20.7.17

Volver a despertar después de presenciar el amanecer

Esta es la descripción de una siesta vivida en Israel, que llegó acompañada de otros tantos participantes, diría más de 20 seguro (No recuerdo haber tenido una siesta así de concurrida desde el jardín de infantes más o menos).
La noche anterior habíamos compartido anécdotas en el desierto con música de Coldplay de fondo, seguido de un fogón que nos mantuvo despiertos y cantando -a pesar de que no había una guitarra-, para concluir en un desayuno conformado por galletitas dulces y un café arábico, negro y amargo, minutos antes de que amaneciera y empezáramos la subida a Masada.

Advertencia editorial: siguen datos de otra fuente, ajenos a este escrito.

use crate::errors::{AppError, AppResult};
use crate::journal::{JournalPool, jlog_or_warn};
use crate::ledger::{ArtifactStore, SharedLedger};
use crate::models::{KeyMode, MarkOutcome};
use crate::ui::messages::{success, warning};
use crate::utils::date::today;
use crate::utils::time::parse_time;
use chrono::NaiveDate;
use std::fs;
use std::path::Path;

/// Where the image reference of a new row comes from.
pub enum ImageSource<'a> {
    None,
    /// Stored verbatim.
    Reference(&'a str),
    /// Copied into the artifact store first.
    Photo(&'a Path),
}

/// One attendance mark as collected by the CLI.
pub struct MarkRequest<'a> {
    pub student_id: &'a str,
    pub name: &'a str,
    pub date: NaiveDate,
    pub time: String,
    pub image: ImageSource<'a>,
}

pub struct MarkLogic;

impl MarkLogic {
    /// Record one attendance event.
    ///
    /// The duplicate check, the photo copy and the append all run under the
    /// ledger lock. A rejected or unsaved mark leaves no photo behind.
    pub fn mark(
        ledger: &SharedLedger,
        artifacts: &ArtifactStore,
        journal: Option<&JournalPool>,
        req: &MarkRequest<'_>,
    ) -> AppResult<MarkOutcome> {
        let outcome = ledger.with_store(|store| {
            let identity = match store.key_mode() {
                KeyMode::StudentId => req.student_id.trim(),
                KeyMode::Name => req.name.trim(),
            };

            let skip_image = identity.is_empty() || store.is_marked(identity, req.date);
            let (image_ref, copied) = if skip_image {
                (String::new(), false)
            } else {
                resolve_image(artifacts, req)?
            };

            let result =
                store.mark(req.student_id, req.name, req.date, &req.time, &image_ref);
            if result.is_err() && copied {
                let _ = fs::remove_file(&image_ref);
            }
            result
        })?;

        match &outcome {
            MarkOutcome::Marked {
                student_id,
                name,
                date,
                time,
            } => {
                success(format!(
                    "Marked {} ({}) present on {} at {}",
                    display_id(student_id),
                    name,
                    date,
                    time
                ));
                jlog_or_warn(
                    journal,
                    "mark",
                    student_id,
                    &format!("{} marked on {} at {}", name, date, time),
                );
            }
            MarkOutcome::AlreadyMarked { student_id, date } => {
                let when = if *date == today() {
                    "today".to_string()
                } else {
                    format!("on {}", date)
                };
                warning(format!(
                    "{} is already marked {}. Nothing written.",
                    display_id(student_id),
                    when
                ));
                jlog_or_warn(
                    journal,
                    "duplicate",
                    student_id,
                    &format!("Rejected second mark for {}", date),
                );
            }
        }

        Ok(outcome)
    }
}

fn display_id(student_id: &str) -> &str {
    if student_id.is_empty() { "-" } else { student_id }
}

/// The image reference for the row, and whether a photo was copied for it.
fn resolve_image(artifacts: &ArtifactStore, req: &MarkRequest<'_>) -> AppResult<(String, bool)> {
    match req.image {
        ImageSource::None => Ok((String::new(), false)),
        ImageSource::Reference(r) => Ok((r.trim().to_string(), false)),
        ImageSource::Photo(path) => {
            let bytes = fs::read(path).map_err(|e| {
                AppError::Other(format!("cannot read photo {}: {}", path.display(), e))
            })?;
            let at = parse_time(&req.time)
                .ok_or_else(|| AppError::InvalidTime(req.time.clone()))?;
            let suggested = path
                .file_name()
                .map(|n| n.to_string_lossy().to_string())
                .unwrap_or_default();

            let owner = if req.student_id.trim().is_empty() {
                req.name
            } else {
                req.student_id
            };
            let stored = artifacts.store(&bytes, &suggested, owner, req.date.and_time(at))?;
            Ok((stored, true))
        }
    }
}
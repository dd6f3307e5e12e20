use crate::ui::messages::success;
use rusqlite::{Connection, OptionalExtension, Result};

/// Ensure that the `log` table exists.
fn ensure_log_table(conn: &Connection) -> Result<()> {
    conn.execute_batch(
        r#"
        CREATE TABLE IF NOT EXISTS log (
            id        INTEGER PRIMARY KEY AUTOINCREMENT,
            date      TEXT NOT NULL,
            operation TEXT NOT NULL,
            target    TEXT DEFAULT '',
            message   TEXT NOT NULL
        );
        "#,
    )?;
    Ok(())
}

/// True if `version` has been recorded as applied.
pub fn is_applied(conn: &Connection, version: &str) -> Result<bool> {
    let mut chk = conn.prepare(
        "SELECT 1 FROM log WHERE operation = 'migration_applied' AND target = ?1 LIMIT 1",
    )?;
    Ok(chk.query_row([version], |_| Ok(())).optional()?.is_some())
}

/// Record `version` as applied.
pub fn mark_applied(conn: &Connection, version: &str, message: &str) -> Result<()> {
    conn.execute(
        "INSERT INTO log (date, operation, target, message)
         VALUES (datetime('now'), 'migration_applied', ?1, ?2)",
        [version, message],
    )?;
    Ok(())
}

fn migrate_add_operation_index(conn: &Connection) -> Result<()> {
    let version = "20240601_0001_log_operation_index";
    if is_applied(conn, version)? {
        return Ok(());
    }

    conn.execute_batch("CREATE INDEX IF NOT EXISTS idx_log_operation ON log(operation, target);")?;
    mark_applied(conn, version, "Added index on log(operation, target)")?;

    success(format!("Migration applied: {}", version));
    Ok(())
}

/// Public entry point: run all pending journal migrations.
pub fn run_pending_migrations(conn: &Connection) -> Result<()> {
    ensure_log_table(conn)?;
    migrate_add_operation_index(conn)?;
    Ok(())
}

#[cfg(test)]
mod tests {
    use super::*;

    #[test]
    fn migrations_are_idempotent() {
        let conn = Connection::open_in_memory().unwrap();
        run_pending_migrations(&conn).unwrap();
        run_pending_migrations(&conn).unwrap();

        let n: i64 = conn
            .query_row(
                "SELECT COUNT(*) FROM log WHERE operation = 'migration_applied'",
                [],
                |r| r.get(0),
            )
            .unwrap();
        assert_eq!(n, 1);
        assert!(is_applied(&conn, "20240601_0001_log_operation_index").unwrap());
    }
}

Cada pequeño descanso que íbamos teniendo en el camino lo dormíamos. Un ratito en el micro, otro esperando a que el sol asomara por detrás del mar muerto, de a pequeños cortes entre charlas intensas (y sobre todo acaloradas) en diversos lugares históricos… En fin, dónde podíamos y cómo podíamos.
Durante el recorrido jugamos a gritar todos juntos, en manada, logrando un eco en formato boomerang, que así como iba volvía a los pocos segundos, dando la sensación de que nos gritaba de lejos la hinchada de un equipo de futbol.
Llegado el mediodía, justo cuando más de uno estaba preparado para izar bandera blanca, vislumbramos en la lejanía un hostel que nos iba a proveer de comida y aire acondicionado (bendito seas siglo 21).
Nos presentamos en la puerta todos transpirados hasta la médula, bañados, empapados y centrifugados en gotas de sudor que dejaban aureolas de transpiración en la ropa y que, calculo yo, acumulaban suficiente agua para -mínimamente- hacer crecer un árbol.
Exhaustos pero aliviados, nos dimos un panzazo hermoso con el banquete que nos esperaba, repleto de panes, quesos, fiambres, frutas y legumbres, especias, jugos raros, yogures y cereales. Cantidades infinitas de comida, que provocaban empujones y corridas. Una y otra vez, los platos se llenaban, vaciaban y volvían a llenar, no había tiempo de degustar, era engullir una delicia atrás de otra sin pausa, sin freno ni consideración.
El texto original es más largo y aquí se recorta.